Massive Activations Are Architecturally Robust: A Controlled Scratch/Commitment Residual Stream Test
Pith reviewed 2026-06-26 20:45 UTC · model grok-4.3
The pith
Massive activations re-emerge inside the protected decode-only stream even after splitting the residual stream.
A machine-rendered reading of the paper's core claim, the machinery that carries it, and where it could break.
Core claim
By introducing Ledger Residuals that split the residual stream into a mutable scratch stream (Deliberation) and a protected decode-only accumulator (Commitment), the model still develops the canonical massive activation in the commitment channel at 160M and 290M scales.
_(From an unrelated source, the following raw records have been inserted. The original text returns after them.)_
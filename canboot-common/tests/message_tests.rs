// SPDX-License-Identifier: MIT
// Copyright (c) 2026 ADNT Sarl <info@adnt.io>

//! Unit tests for bootloader request decoders and reply builders.

use canboot_common::frame::{CanFrame, Clas};
use canboot_common::message::{
    self, AddressRequest, AdditionalInfoAssembler, AdditionalInfoChunk, BoardRequest,
    BroadcastInfo, SetCanAddressRequest, SetIdRequest,
};
use canboot_common::protocol::{BootloaderCmd, FirmwareVersion, Process};

fn bl(cmd: u8, data: &[u8]) -> CanFrame {
    CanFrame::build(Clas::Bootloader, cmd, 0, 3, data).unwrap()
}

fn info_block() -> [u8; 32] {
    let mut block = [0u8; 32];
    for (i, b) in block.iter_mut().enumerate() {
        *b = i as u8 + 0x40;
    }
    block
}

// =============================================================================
// Request decoders
// =============================================================================

#[test]
fn test_board_request_erase_flag() {
    assert!(BoardRequest::load(&bl(0x00, &[1])).erase_eeprom);
    assert!(!BoardRequest::load(&bl(0x00, &[0])).erase_eeprom);
    assert!(!BoardRequest::load(&bl(0x00, &[2])).erase_eeprom);
    assert!(!BoardRequest::load(&bl(0x00, &[])).erase_eeprom);
}

#[test]
fn test_address_request_skips_offset_three() {
    let frame = bl(0x01, &[16, 0x00, 0x01, 0xEE, 0x01, 0x10]);
    let msg = AddressRequest::load(&frame);
    assert_eq!(msg.datalen, 16);
    assert_eq!(msg.address, 0x1001_0100);
}

#[test]
fn test_address_request_builder_matches_decoder() {
    let frame = message::address_request(0, 3, 12, 0x1002_3456).unwrap();
    let msg = AddressRequest::load(&frame);
    assert_eq!(msg.datalen, 12);
    assert_eq!(msg.address, 0x1002_3456);
}

#[test]
fn test_set_can_address_mask_only_in_size_three() {
    let mut frame = bl(0x32, &[0xFF, 0x34, 0x12]);
    frame.size = 3;
    let with_mask = SetCanAddressRequest::load(&frame);
    assert_eq!(with_mask.address, 0xFF);
    assert_eq!(with_mask.random_invalid_mask, 0x1234);

    let without = SetCanAddressRequest::load(&bl(0x32, &[5]));
    assert_eq!(without.address, 5);
    assert_eq!(without.random_invalid_mask, 0);

    // size 4: the mask bytes are ignored
    let longer = SetCanAddressRequest::load(&bl(0x32, &[0xFF, 0x34, 0x12]));
    assert_eq!(longer.size, 4);
    assert_eq!(longer.random_invalid_mask, 0);
}

#[test]
fn test_set_can_address_builder_matches_decoder() {
    let frame = message::set_can_address_request(0, 3, 0xFF, Some(0x00F0)).unwrap();
    assert_eq!(frame.size, 3);
    let msg = SetCanAddressRequest::load(&frame);
    assert_eq!(msg.address, 0xFF);
    assert_eq!(msg.random_invalid_mask, 0x00F0);

    let frame = message::set_can_address_request(0, 3, 9, None).unwrap();
    assert_eq!(frame.size, 2);
    assert_eq!(SetCanAddressRequest::load(&frame).address, 9);
}

#[test]
fn test_set_id_request() {
    let frame = CanFrame::build(Clas::PollingAnalogSensor, 0x32, 0, 3, &[9]).unwrap();
    assert_eq!(SetIdRequest::load(&frame).address, 9);
}

#[test]
fn test_additional_info_chunk_decode() {
    let chunk = AdditionalInfoChunk::load(&bl(0x0D, &[2, 0xA, 0xB, 0xC, 0xD])).unwrap();
    assert_eq!(chunk.counter, 2);
    assert_eq!(chunk.bytes, [0xA, 0xB, 0xC, 0xD]);
}

#[test]
fn test_additional_info_chunk_rejects_counter_eight() {
    assert!(AdditionalInfoChunk::load(&bl(0x0D, &[8, 1, 2, 3, 4])).is_none());
}

// =============================================================================
// Additional info reassembly
// =============================================================================

fn chunk(counter: u8, block: &[u8; 32]) -> AdditionalInfoChunk {
    let o = 4 * counter as usize;
    AdditionalInfoChunk {
        counter,
        bytes: [block[o], block[o + 1], block[o + 2], block[o + 3]],
    }
}

#[test]
fn test_assembler_in_order() {
    let block = info_block();
    let mut asm = AdditionalInfoAssembler::new();
    for counter in 0..7 {
        assert_eq!(asm.push(&chunk(counter, &block)), None);
    }
    assert_eq!(asm.push(&chunk(7, &block)), Some(block));
    assert!(asm.is_complete());
}

#[test]
fn test_assembler_out_of_order() {
    let block = info_block();
    let mut asm = AdditionalInfoAssembler::new();
    for counter in [0, 5, 3, 1, 7, 2, 6] {
        assert_eq!(asm.push(&chunk(counter, &block)), None);
    }
    assert_eq!(asm.push(&chunk(4, &block)), Some(block));
}

#[test]
fn test_assembler_counter_zero_restarts() {
    let block = info_block();
    let mut asm = AdditionalInfoAssembler::new();
    for counter in 0..6 {
        asm.push(&chunk(counter, &block));
    }
    asm.push(&chunk(0, &block));
    assert!(!asm.is_complete());
    assert_eq!(asm.push(&chunk(6, &block)), None);
    assert_eq!(asm.push(&chunk(7, &block)), None);
}

// =============================================================================
// Reply builders
// =============================================================================

#[test]
fn test_broadcast_reply_bootloader_has_size_four() {
    let version = FirmwareVersion {
        major: 1,
        minor: 2,
        build: 255,
    };
    let reply = message::broadcast_reply(3, 0, 4, version, Process::Bootloader).unwrap();
    assert_eq!(reply.id, 0x730);
    assert_eq!(reply.size, 4);
    assert_eq!(reply.data[..4], [0xFF, 4, 1, 2]);
}

#[test]
fn test_broadcast_reply_application_has_build() {
    let version = FirmwareVersion {
        major: 1,
        minor: 2,
        build: 9,
    };
    let reply = message::broadcast_reply(3, 0, 4, version, Process::Application).unwrap();
    assert_eq!(reply.size, 5);
    assert_eq!(reply.data[..5], [0xFF, 4, 1, 2, 9]);
}

#[test]
fn test_board_reply_is_bare_command() {
    let reply = message::board_reply(3, 0).unwrap();
    assert_eq!(reply.size, 1);
    assert_eq!(reply.cmd(), BootloaderCmd::Board.code());
}

#[test]
fn test_ack_reply() {
    let reply = message::ack_reply(BootloaderCmd::Data, 3, 0, true).unwrap();
    assert_eq!(reply.size, 2);
    assert_eq!(reply.data[..2], [0x03, 1]);
    assert!(message::is_ack(&reply, BootloaderCmd::Data, 3));
    assert!(!message::is_ack(&reply, BootloaderCmd::Start, 3));
    assert!(!message::is_ack(&reply, BootloaderCmd::Data, 4));
}

#[test]
fn test_nack_is_not_ack() {
    let reply = message::ack_reply(BootloaderCmd::End, 3, 0, false).unwrap();
    assert!(!message::is_ack(&reply, BootloaderCmd::End, 3));
}

#[test]
fn test_additional_info_reply() {
    let block = info_block();
    let reply = message::additional_info_reply(3, 0, 7, &block).unwrap();
    assert_eq!(reply.size, 6);
    assert_eq!(reply.data[..6], [0x0C, 7, 0x5C, 0x5D, 0x5E, 0x5F]);
    assert!(message::additional_info_reply(3, 0, 8, &block).is_none());
}

// =============================================================================
// Host-side decoding
// =============================================================================

#[test]
fn test_broadcast_info_from_bootloader() {
    let version = FirmwareVersion {
        major: 1,
        minor: 2,
        build: 255,
    };
    let reply = message::broadcast_reply(3, 0, 4, version, Process::Bootloader).unwrap();
    let info = BroadcastInfo::load(&reply).unwrap();
    assert_eq!(info.address, 3);
    assert_eq!(info.board, 4);
    assert_eq!(info.firmware, version);
    assert_eq!(info.process, Process::Bootloader);
}

#[test]
fn test_broadcast_info_from_application() {
    let reply = CanFrame::build(Clas::Bootloader, 0xFF, 6, 0, &[12, 2, 0, 17]).unwrap();
    let info = BroadcastInfo::load(&reply).unwrap();
    assert_eq!(info.process, Process::Application);
    assert_eq!(info.firmware.build, 17);
}

#[test]
fn test_broadcast_info_rejects_other_commands() {
    let reply = message::board_reply(3, 0).unwrap();
    assert!(BroadcastInfo::load(&reply).is_none());
}

#[test]
fn test_data_request_limits_chunk() {
    assert!(message::data_request(0, 3, &[0; 7]).is_some());
    assert!(message::data_request(0, 3, &[0; 8]).is_none());
}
The rebuilt feature is smaller in magnitude than in a standard transformer but more sharply concentrated on the start token, and a stronger sparsity penalty makes it more persistent and more concentrated still, rather than removing it.
What carries the argument
Ledger Residuals architecture, which splits the residual stream into a mutable scratch stream (Deliberation) and a protected, decode-only accumulator (Commitment) that holds the representation used for decoding.
If this is right
- Massive activations re-emerge in whichever representation the model decodes from.
- The rebuilt activation is smaller in magnitude but more sharply concentrated on the start token than in standard transformers.
- Increasing the strength of a sparsity penalty increases persistence and concentration of the activation rather than eliminating it.
Where Pith is reading between the lines
- The result implies that any successful removal of massive activations will likely require changes to training objectives or initialization rather than further isolation of the decode channel.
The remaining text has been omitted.